### PROBLEM DETAILS
Take the records underneath and set them down exactly.
--
//! Test file-name matchers
//!
//! A `TestMatcher` is one compiled pattern with an unanchored search
//! predicate. The catalog maps lower-cased language names to canonical
//! matchers; a permissive default matcher guarantees classification never
//! runs with zero matchers.
//!
//! The catalog is an immutable process-wide table initialized once; no
//! runtime registration exists.

use std::collections::HashMap;
use std::sync::LazyLock;

use regex::Regex;

/// A single compiled file-name pattern
#[derive(Debug, Clone)]
pub struct TestMatcher {
    regex: Regex,
}

impl TestMatcher {
    /// Compile a matcher from a user-supplied pattern
    ///
    /// Fails soft: an empty or non-compiling pattern yields `None`, which
    /// callers treat as "no usable matcher" rather than an error.
    #[must_use]
    pub fn new(pattern: &str) -> Option<Self> {
        if pattern.trim().is_empty() {
            return None;
        }
        match Regex::new(pattern) {
            Ok(regex) => Some(Self { regex }),
            Err(err) => {
                log::warn!("ignoring invalid test pattern {pattern:?}: {err}");
                None
            },
        }
    }

    /// Compile a catalog pattern known to be valid
    fn canonical(pattern: &str) -> Self {
        Self {
            regex: Regex::new(pattern).expect("catalog patterns are static and compile"),
        }
    }

    /// Unanchored search: true iff the pattern matches anywhere in the path
    #[must_use]
    pub fn matches(&self, name: &str) -> bool {
        self.regex.is_match(name)
    }

    /// The pattern source this matcher was compiled from
    #[must_use]
    pub fn pattern(&self) -> &str {
        self.regex.as_str()
    }
}

/// Canonical language matchers, keyed by lower-cased language name
static CATALOG: LazyLock<HashMap<&'static str, TestMatcher>> = LazyLock::new(|| {
    HashMap::from([
        ("java", TestMatcher::canonical(r"(Test|TestCase|IT)\.java$")),
        ("go", TestMatcher::canonical(r"_test\.go$")),
        ("javascript", TestMatcher::canonical(r"\.(test|spec)\.js$")),
        ("typescript", TestMatcher::canonical(r"\.(test|spec)\.tsx?$")),
        ("python", TestMatcher::canonical(r"((^|/)test[^/]*|[^/]*test)\.py$")),
        ("groovy", TestMatcher::canonical(r"(Test|TestCase|IT)\.groovy$")),
    ])
});

/// Language-independent fallback: any path segment containing a
/// case-insensitive "test" token. Intentionally permissive; kept as-is for
/// behavior compatibility with existing repositories.
static DEFAULT: LazyLock<TestMatcher> =
    LazyLock::new(|| TestMatcher::canonical(r"(?i)(^|/)[^/]*test[^/]*(/|$)"));

/// Look up the canonical matcher for a language (case-insensitive)
///
/// Unknown languages yield `None` and are silently skipped by callers.
#[must_use]
pub fn language_matcher(language: &str) -> Option<&'static TestMatcher> {
    CATALOG.get(language.to_lowercase().as_str())
}

/// The language-independent default matcher
#[must_use]
pub fn default_matcher() -> &'static TestMatcher {
    &DEFAULT
}

/// The ordered set of matchers governing one classification run
///
/// Insertion order follows the input language order; duplicates are
/// harmless. Resolution guarantees the set is never empty.
#[derive(Debug, Clone)]
pub struct MatcherSet {
    matchers: Vec<TestMatcher>,
}

impl MatcherSet {
    /// Build a set from matchers, preserving order
    #[must_use]
    pub const fn new(matchers: Vec<TestMatcher>) -> Self {
        Self { matchers }
    }

    /// Number of matchers in the set
    #[must_use]
    pub fn len(&self) -> usize {
        self.matchers.len()
    }

    /// Whether the set holds no matchers
    #[must_use]
    pub fn is_empty(&self) -> bool {
        self.matchers.is_empty()
    }

    /// True iff any matcher in the set matches the file name
    #[must_use]
    pub fn matches_any(&self, name: &str) -> bool {
        self.matchers.iter().any(|m| m.matches(name))
    }

    /// Iterate the matchers in order
    pub fn iter(&self) -> impl Iterator<Item = &TestMatcher> {
        self.matchers.iter()
    }
}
--
### COMPLETED EXERCISE
//! Test file-name matchers
//!
//! A `TestMatcher` is one compiled pattern with an unanchored search
//! predicate. The catalog maps lower-cased language names to canonical
//! matchers; a permissive default matcher guarantees classification never
//! runs with zero matchers.
//!
//! The catalog is an immutable process-wide table initialized once; no
//! runtime registration exists.

use std::collections::HashMap;
use std::sync::LazyLock;

use regex::Regex;

/// A single compiled file-name pattern
#[derive(Debug, Clone)]
pub struct TestMatcher {
    regex: Regex,
}

impl TestMatcher {
    /// Compile a matcher from a user-supplied pattern
    ///
    /// Fails soft: an empty or non-compiling pattern yields `None`, which
    /// callers treat as "no usable matcher" rather than an error.
    #[must_use]
    pub fn new(pattern: &str) -> Option<Self> {
        if pattern.trim().is_empty() {
            return None;
        }
        match Regex::new(pattern) {
            Ok(regex) => Some(Self { regex }),
            Err(err) => {
                log::warn!("ignoring invalid test pattern {pattern:?}: {err}");
                None
            },
        }
    }

    /// Compile a catalog pattern known to be valid
    fn canonical(pattern: &str) -> Self {
        Self {
            regex: Regex::new(pattern).expect("catalog patterns are static and compile"),
        }
    }

    /// Unanchored search: true iff the pattern matches anywhere in the path
    #[must_use]
    pub fn matches(&self, name: &str) -> bool {
        self.regex.is_match(name)
    }

    /// The pattern source this matcher was compiled from
    #[must_use]
    pub fn pattern(&self) -> &str {
        self.regex.as_str()
    }
}

/// Canonical language matchers, keyed by lower-cased language name
static CATALOG: LazyLock<HashMap<&'static str, TestMatcher>> = LazyLock::new(|| {
    HashMap::from([
        ("java", TestMatcher::canonical(r"(Test|TestCase|IT)\.java$")),
        ("go", TestMatcher::canonical(r"_test\.go$")),
        ("javascript", TestMatcher::canonical(r"\.(test|spec)\.js$")),
        ("typescript", TestMatcher::canonical(r"\.(test|spec)\.tsx?$")),
        ("python", TestMatcher::canonical(r"((^|/)test[^/]*|[^/]*test)\.py$")),
        ("groovy", TestMatcher::canonical(r"(Test|TestCase|IT)\.groovy$")),
    ])
});

/// Language-independent fallback: any path segment containing a
/// case-insensitive "test" token. Intentionally permissive; kept as-is for
/// behavior compatibility with existing repositories.
static DEFAULT: LazyLock<TestMatcher> =
    LazyLock::new(|| TestMatcher::canonical(r"(?i)(^|/)[^/]*test[^/]*(/|$)"));

/// Look up the canonical matcher for a language (case-insensitive)
///
/// Unknown languages yield `None` and are silently skipped by callers.
#[must_use]
pub fn language_matcher(language: &str) -> Option<&'static TestMatcher> {
    CATALOG.get(language.to_lowercase().as_str())
}

/// The language-independent default matcher
#[must_use]
pub fn default_matcher() -> &'static TestMatcher {
    &DEFAULT
}

/// The ordered set of matchers governing one classification run
///
/// Insertion order follows the input language order; duplicates are
/// harmless. Resolution guarantees the set is never empty.
#[derive(Debug, Clone)]
pub struct MatcherSet {
    matchers: Vec<TestMatcher>,
}

impl MatcherSet {
    /// Build a set from matchers, preserving order
    #[must_use]
    pub const fn new(matchers: Vec<TestMatcher>) -> Self {
        Self { matchers }
    }

    /// Number of matchers in the set
    #[must_use]
    pub fn len(&self) -> usize {
        self.matchers.len()
    }

    /// Whether the set holds no matchers
    #[must_use]
    pub fn is_empty(&self) -> bool {
        self.matchers.is_empty()
    }

    /// True iff any matcher in the set matches the file name
    #[must_use]
    pub fn matches_any(&self, name: &str) -> bool {
        self.matchers.iter().any(|m| m.matches(name))
    }

    /// Iterate the matchers in order
    pub fn iter(&self) -> impl Iterator<Item = &TestMatcher> {
        self.matchers.iter()
    }
}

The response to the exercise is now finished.